Thursday, March 27, 2014

Why do the GOP “professionals” keep acting like Leon Lett


It is one of the most famous blunders in sports. Cowboy defensive tackle Leon Lett scoops up a fumble in Super Bowl XXVII and heads to the endzone for an easy touchdown. As he approaches the goal line he waves the ball with one hand as he celebrates his easy score.

Unfortunately, Bills WR Don Beebe was chasing the showboating Lett. He knocked the ball free and through the end zone. The easy TD became a touchback and the Bills took possession.

Watch the play here.

I became a big Don Beebe fan that day. It was late in the game and his team was losing 52-17 yet he did not quit on the play. That is pride and real professionalism.

Something the professionals in the GOP should learn.

Every day or two we are treated to another story about the looming Republican landslide. Functionaries and factotums leak plans of action that will be taken by the new Senate majority.

All this seven months before the election.

Stupid.

At this point, if the 2014 midterms are epic wins for the GOP no one should praise the RNC because they have already accepted their quota of congratulations.

The consultants have their polls and historical trends. They had the same thing in 1998 when the expected Republican wave never appeared.

Seven months is several lifetimes in politics.
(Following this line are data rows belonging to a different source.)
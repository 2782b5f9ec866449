//! Data model for repset.
//!
//! - **draft**: authoring input before validation
//! - **series**: raw (text) and normalized (typed) series records
//! - **routine**: exercises and routines as authored and persisted
//! - **session**: the persisted summary of a finished workout session
//! - **settings**: user settings consumed by the session engine

pub mod draft;
pub mod error;
pub mod routine;
pub mod series;
pub mod session;
pub mod settings;

pub use draft::{ExerciseDraft, RoutineDraft};
pub use error::{ModelError, Result};
pub use routine::{Exercise, ExerciseRestMode, Routine, strip_timestamp_suffix, timestamped_key};
pub use series::{DEFAULT_RPE, MAX_RPE, RawSeries, Series, SeriesType, UnitType};
pub use session::{CompletedSeries, RoutineSession, SessionExercise, SessionTotals};
pub use settings::{RpePolicy, SessionSettings};
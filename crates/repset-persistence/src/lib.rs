//! Persistent storage for repset routines and session summaries.
//!
//! The session engine and the authoring flow talk to storage only through
//! the async [`WorkoutStore`] trait.
//!
//! # Backends
//!
//! - [`MemoryStore`] - in-process, for tests and demos; can be switched
//!   offline to exercise failure paths
//! - [`JsonFileStore`] - one versioned JSON document per collection,
//!   written atomically (temp file + rename) on the blocking pool
//!
//! # Architecture
//!
//! - `store.rs` - the trait and lookup helpers
//! - `io/` - document load/save
//! - `error.rs` - error types with user-friendly messages

mod error;
mod file;
mod io;
mod memory;
mod store;

pub use error::{PersistenceError, Result};
pub use file::JsonFileStore;
pub use io::{CURRENT_SCHEMA_VERSION, read_document, write_document};
pub use memory::MemoryStore;
pub use store::{WorkoutStore, find_routine, upsert_routine};
//! Per-draft validation reports.

use serde::Serialize;

use repset_model::{ExerciseDraft, RoutineDraft};

use crate::series::{InvalidReason, check_series};

/// Verdict on one raw series of a draft.
#[derive(Debug, Clone, PartialEq, Eq, Serialize)]
pub struct SeriesVerdict {
    pub index: usize,
    #[serde(skip_serializing_if = "Option::is_none")]
    pub issue: Option<InvalidReason>,
}

impl SeriesVerdict {
    pub fn is_valid(&self) -> bool {
        self.issue.is_none()
    }
}

/// Validation outcome for one exercise draft.
#[derive(Debug, Clone, PartialEq, Eq, Serialize)]
pub struct DraftReport {
    pub exercise_name: String,
    pub exercise_key: String,
    pub verdicts: Vec<SeriesVerdict>,
}

impl DraftReport {
    pub fn valid_count(&self) -> usize {
        self.verdicts.iter().filter(|v| v.is_valid()).count()
    }

    pub fn invalid_count(&self) -> usize {
        self.verdicts.len() - self.valid_count()
    }

    /// An exercise can be added to a routine only with a valid series.
    pub fn can_save(&self) -> bool {
        self.valid_count() > 0
    }

    pub fn issues(&self) -> impl Iterator<Item = (usize, &InvalidReason)> {
        self.verdicts
            .iter()
            .filter_map(|v| v.issue.as_ref().map(|issue| (v.index, issue)))
    }
}

pub fn validate_draft(draft: &ExerciseDraft) -> DraftReport {
    let verdicts = draft
        .series
        .iter()
        .enumerate()
        .map(|(index, series)| SeriesVerdict {
            index,
            issue: check_series(series).err(),
        })
        .collect();
    DraftReport {
        exercise_name: draft.name.clone(),
        exercise_key: draft.key.clone(),
        verdicts,
    }
}

pub fn validate_routine_draft(draft: &RoutineDraft) -> Vec<DraftReport> {
    draft.exercises.iter().map(validate_draft).collect()
}

/// Outcome of gating a routine draft for saving.
#[derive(Debug, Clone, Default, PartialEq, Eq)]
pub struct GatingDecision {
    pub block_save: bool,
    pub blocking_exercises: Vec<String>,
}

pub fn gate_routine_save(reports: &[DraftReport]) -> GatingDecision {
    let blocking: Vec<String> = reports
        .iter()
        .filter(|report| !report.can_save())
        .map(|report| report.exercise_key.clone())
        .collect();
    GatingDecision {
        block_save: !blocking.is_empty(),
        blocking_exercises: blocking,
    }
}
And no opinion poll has ever pulled the lever on a voting machine.

When I hear some pundit declare that the President’s poor approval numbers mean the election outcome is a foregone conclusion, I am reminded of one of the greatest leadership and intelligence failures of World War Two.

After routing two German Army Groups and liberating France in a matter of weeks in 1944, the Allies knew that the German defeat was just a matter of time. They were completely surprised by the strategic counter attack we now call the Battle of the Bulge.

Max Hastings:

Maj. Gen. Kenneth Strong, bore a substantial share of responsibility for failing to recognize the signifcance of the German buildup in the Ardennes, which had been flagged by Ultra. Strong told the supreme commander that German formations identified in the area were merely resting and refitting. The fundamental failure, in which many senior American and British officers were complicit, was that they were convinced of their own mastery of the campaign and thus, discounted the possibility of a major German thrust.
Hayek wrote that “without a theory, the facts are silent.” The same is true with intelligence. Adopt a wrong theory and the best intelligence in the world won’t warn you of disaster.

Eisenhower, Montgomery, and Bradley had adopted the wrong theory. They were so convinced that the war was won that they never considered the possibility that the Germans would mount one more epic battle as a last throw of the dice.

They did not understand that a battered enemy will still fight, even fight desperately beyond all reason, before it accepts defeat and annihilation.